Cuando a Bucosquillo- había quien lo escribía Bukosquillo- se le ocurrió aquel título (el puente letal, la estatua siniestra y el parque de la locura) no supo cómo completarlo, por muy sugerente-sugestivo que resultara. Se lo había gastado todo en el título. Un título, por otra parte, bastante potente. Pero a ver cómo le daba desarrollo.
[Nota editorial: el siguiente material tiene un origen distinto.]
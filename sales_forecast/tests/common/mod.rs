#![allow(dead_code)]

use chrono::NaiveDate;
use sales_forecast::data::{DataLoader, RawTable};
use std::io::Write;
use tempfile::NamedTempFile;

pub const HEADER: &str = "Invoice ID,Branch,City,Customer type,Gender,Product line,Unit price,Quantity,Tax 5%,Total,Date,Time,Payment,cogs,gross margin percentage,gross income,Rating";

/// One sale line of a fixture file
#[derive(Debug, Clone)]
pub struct Sale {
    pub branch: &'static str,
    pub customer_type: &'static str,
    pub product_line: &'static str,
    pub quantity: u32,
    pub total: f64,
    pub date: NaiveDate,
    pub rating: f64,
}

impl Sale {
    pub fn new(branch: &'static str, total: f64, date: NaiveDate) -> Self {
        Self {
            branch,
            customer_type: "Member",
            product_line: "Food and beverages",
            quantity: 1,
            total,
            date,
            rating: 7.0,
        }
    }

    pub fn line(&self, invoice: usize) -> String {
        let tax = self.total / 21.0;
        let cogs = self.total - tax;
        let city = match self.branch {
            "A" => "Yangon",
            "B" => "Mandalay",
            _ => "Naypyitaw",
        };
        format!(
            "{:03}-00-0000,{},{},{},Female,{},{:.4},{},{},{},{},13:08,Cash,{},4.761904762,{},{}",
            invoice,
            self.branch,
            city,
            self.customer_type,
            self.product_line,
            cogs / f64::from(self.quantity.max(1)),
            self.quantity,
            tax,
            self.total,
            self.date.format("%m/%d/%Y"),
            cogs,
            tax,
            self.rating
        )
    }
}

pub fn day(y: i32, m: u32, d: u32) -> NaiveDate {
    NaiveDate::from_ymd_opt(y, m, d).unwrap()
}

pub fn csv_text(sales: &[Sale]) -> String {
    let mut text = String::from(HEADER);
    for (i, sale) in sales.iter().enumerate() {
        text.push('\n');
        text.push_str(&sale.line(i + 1));
    }
    text
}

pub fn raw_table(sales: &[Sale]) -> RawTable {
    DataLoader::from_reader(csv_text(sales).as_bytes(), b',').unwrap()
}

pub fn write_csv(sales: &[Sale]) -> NamedTempFile {
    let mut file = NamedTempFile::new().unwrap();
    write!(file, "{}", csv_text(sales)).unwrap();
    file.flush().unwrap();
    file
}

/// Two sales per day over `days` consecutive days from 2019-01-07 (a
/// Monday), with weekend days selling more
pub fn weekly_sales(days: usize) -> Vec<Sale> {
    let weekly = [310.0, 295.0, 300.0, 320.0, 350.0, 430.0, 410.0];
    day(2019, 1, 7)
        .iter_days()
        .take(days)
        .enumerate()
        .flat_map(|(i, date)| {
            let total = weekly[i % 7] + i as f64;
            vec![
                Sale::new("A", total * 0.6, date),
                Sale {
                    customer_type: "Normal",
                    product_line: "Sports and travel",
                    quantity: 3,
                    rating: 8.5,
                    ..Sale::new("B", total * 0.4, date)
                },
            ]
        })
        .collect()
}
Y, ya no tanto, desarrollo, sino, inclusive, concordancia-coherencia.
Bien pensado, se podía uno imaginar una estatua siniestra en un parque que albergara un puente. Un puente letal, para más señas. El mundo estaba lleno de ellos. Cuando dijo, ya está: los jardincillos de la ciudad de provincias donde me he criado. Tenían puente y estatuas. La gente los llamaba jardinillos, y estaban tan mal iluminados y ajados por el tiempo, que no era extraño que infundieran locura.
Ya lo han adivinado, Bokusquillo era un remedo de Bukowski- el gran Charles Bukowski- pero en español, y concretamente de la Mancha.
Una lágrima, entonces, surcó su mejilla izquierda: aquellos jardinillos eran su infancia. Y aquí encontró la coherencia: aquella estampa alegre de su primera niñez se había transformado en letalidad y locura siniestra.
Emprendió un largo viaje, por tanto. Algo le decía que allí- en aquel parque con puente y estatua- encontraría algo. Quizá, nada más y nada menos, que a sí mismo. Y llegó de noche. Nada más dejar el equipaje en el primer hotel que encontró, se dirigió presto al parque. Las estatuas no eran tan idílicas como las recordaba, y el puente- rematado con una glorieta como las que emplean las bandas de música en los parques- apenas daba para un chapuzón. Quizá- pensó-, si te tiras de cabeza...(por lo que a letalidad se refiere). Aquel parque estaba completamente abandonado. Es decir: la gente lo circundaba antes que atravesarlo. Y ahí encontró su letalidad en forma de locura. Ayudaba bastante que estuviera, no ya mal, sino desiluminado. Los frondosos setos de otro tiempo, secos y puntiagudos, con, no ya ramas, sino palos. Alguien debería hacer algo- pensó-, y subió la escalera que conducía al puente de la glorieta. Sólo faltaba la estatua siniestra. Y la encontró, y con ella parte de su infancia. Un niño de rizados cabellos de mármol al lado de un delfín- con un pitorro, por el que ya no salía agua como en otro tiempo, por la punta de su boca- cuya visión, sin embargo, le hizo, extrañamente, estremecerse un poco.